With his full-throated support for mall construction, and his exhortations that Turkish families should have at least three children apiece, Erdoğan seems to be working from a broadly similar vision. According to the latest market research, the typical Turkish mallgoer is not, in fact, a noveau- or nouvelle-riche, much less a pie-eyed teenager. Instead, she’s a working mother with a high-school education, and she’s likelier to visit the mall to shop than for any other reason.

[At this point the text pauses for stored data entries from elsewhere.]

//! Archive mounting.
//!
//! A [`Mounter`] turns bundle bytes (a file on disk or an in-memory body)
//! into an opaque [`ArchiveHandle`]. At most one version of a bundle name is
//! mounted at a time; the cache tracks that in a [`MountTable`].

use std::path::{Path, PathBuf};

use stowage_core::alloc::HashMap;

/// Opaque handle to a mounted archive.
#[derive(Debug, Clone, Copy, PartialEq, Eq, Hash)]
pub struct ArchiveHandle(pub u64);

/// An asynchronous mount in progress.
#[derive(Debug, Clone, Copy, PartialEq, Eq, Hash)]
pub struct MountTicket(pub u64);

#[derive(Debug, Clone, Copy, PartialEq)]
pub enum MountPoll {
    Pending { progress: f32 },
    /// `None` means the archive could not be opened.
    Ready(Option<ArchiveHandle>),
}

/// Opens and closes archives.
pub trait Mounter {
    fn begin_mount(&mut self, path: &Path) -> MountTicket;

    fn poll_mount(&mut self, ticket: MountTicket) -> MountPoll;

    /// Mount synchronously.
    fn mount_now(&mut self, path: &Path) -> Option<ArchiveHandle>;

    /// Mount an archive from an in-memory body.
    fn mount_bytes(&mut self, label: &str, bytes: Vec<u8>) -> Option<ArchiveHandle>;

    /// `unload_objects` is `false` when a newer version replaces this one
    /// and objects already loaded from it stay alive.
    fn unmount(&mut self, archive: ArchiveHandle, unload_objects: bool);
}

/// Mounts archives by reading the whole file into memory.
///
/// Missing or empty files fail to mount.
#[derive(Debug, Default)]
pub struct FileMounter {
    next_id: u64,
    pending: HashMap<u64, PathBuf>,
    archives: HashMap<u64, Vec<u8>>,
}

impl FileMounter {
    pub fn new() -> Self {
        Self::default()
    }

    /// Bytes of a mounted archive.
    pub fn contents(&self, archive: ArchiveHandle) -> Option<&[u8]> {
        self.archives.get(&archive.0).map(Vec::as_slice)
    }

    pub fn is_mounted(&self, archive: ArchiveHandle) -> bool {
        self.archives.contains_key(&archive.0)
    }

    pub fn mounted_count(&self) -> usize {
        self.archives.len()
    }

    fn allocate(&mut self) -> u64 {
        let id = self.next_id;
        self.next_id += 1;
        id
    }

    fn install(&mut self, bytes: Vec<u8>) -> Option<ArchiveHandle> {
        if bytes.is_empty() {
            return None;
        }
        let id = self.allocate();
        self.archives.insert(id, bytes);
        Some(ArchiveHandle(id))
    }
}

impl Mounter for FileMounter {
    fn begin_mount(&mut self, path: &Path) -> MountTicket {
        let ticket = self.allocate();
        self.pending.insert(ticket, path.to_path_buf());
        MountTicket(ticket)
    }

    fn poll_mount(&mut self, ticket: MountTicket) -> MountPoll {
        let archive = match self.pending.remove(&ticket.0) {
            Some(path) => self.mount_now(&path),
            None => None,
        };
        MountPoll::Ready(archive)
    }

    fn mount_now(&mut self, path: &Path) -> Option<ArchiveHandle> {
        match std::fs::read(path) {
            Ok(bytes) => self.install(bytes),
            Err(e) => {
                tracing::debug!("Cannot mount {}: {}", path.display(), e);
                None
            }
        }
    }

    fn mount_bytes(&mut self, _label: &str, bytes: Vec<u8>) -> Option<ArchiveHandle> {
        self.install(bytes)
    }

    fn unmount(&mut self, archive: ArchiveHandle, _unload_objects: bool) {
        self.archives.remove(&archive.0);
    }
}

/// Bare bundle name to the archive currently mounted for it.
///
/// The table also remembers the newest version requested for each name, so
/// an older version that finishes mounting late cannot displace it.
#[derive(Debug, Default)]
pub struct MountTable {
    mounted: HashMap<String, ArchiveHandle>,
    latest: HashMap<String, String>,
}

impl MountTable {
    pub fn new() -> Self {
        Self::default()
    }

    pub fn get(&self, name: &str) -> Option<ArchiveHandle> {
        self.mounted.get(name).copied()
    }

    pub fn insert(&mut self, name: &str, archive: ArchiveHandle) {
        self.mounted.insert(name.to_string(), archive);
    }

    /// Remove whatever is mounted under `name`.
    pub fn take(&mut self, name: &str) -> Option<ArchiveHandle> {
        self.mounted.remove(name)
    }

    /// Remove the entry for `name` only if it still points at `archive`.
    pub fn remove_if(&mut self, name: &str, archive: ArchiveHandle) -> bool {
        if self.get(name) != Some(archive) {
            return false;
        }
        self.mounted.remove(name);
        true
    }

    /// Record `hash` as the version of `name` that should end up mounted.
    pub fn request(&mut self, name: &str, hash: &str) {
        self.latest.insert(name.to_string(), hash.to_string());
    }

    /// `true` when a different version of `name` was requested after `hash`.
    pub fn is_superseded(&self, name: &str, hash: &str) -> bool {
        self.latest
            .get(name)
            .is_some_and(|latest| latest.as_str() != hash)
    }

    pub fn len(&self) -> usize {
        self.mounted.len()
    }

    pub fn is_empty(&self) -> bool {
        self.mounted.is_empty()
    }
}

One afternoon during Ramadan, in front of Zafer Plaza, I caught a glimpse of her. Or rather, I saw a woman of about 30 with two small boys. Both boys were licking cones of vanilla soft-serve like thirsty pugs. From the woman’s headscarf and long coat – not to mention her sagging posture and burnt-out expression – I surmised that she was fasting. Watching her watch her boys eat, and noting the longing in her eyes, I realized I was witnessing a living example of what Muslims call the Greater Jihad — the daily spiritual battle that doesn’t, normally, involve taking a hançer to someone’s carotid. It certainly looked like martyrdom to me.
Turkey owes the greater share of its explosive recent economic growth to consumer spending – much of it, like the purchase of electronic goods and household appliances — the kind that takes place in malls. A good deal of this spending, in turn, is made possible by easy credit “so free-flowing in Turkey that consumers are even able to receive approvals for personal loans via text message and ATM machines.” Household debt has skyrocketed. The Puritans would not have approved.
When and if this bubble bursts, many more people are going to end up sitting in front of malls, looking glum. Having lived though the implosion of America’s ownership society, I can only wince in anticipation — and sympathy. That’s why, in my memory, the emblem of Ramadan won’t be the cannon I never heard or that godawful drum they bang at 3:00 AM to wake the faithful for suhoor. It’ll be that young mother, Merve Q. Public, quietly mastering temptation.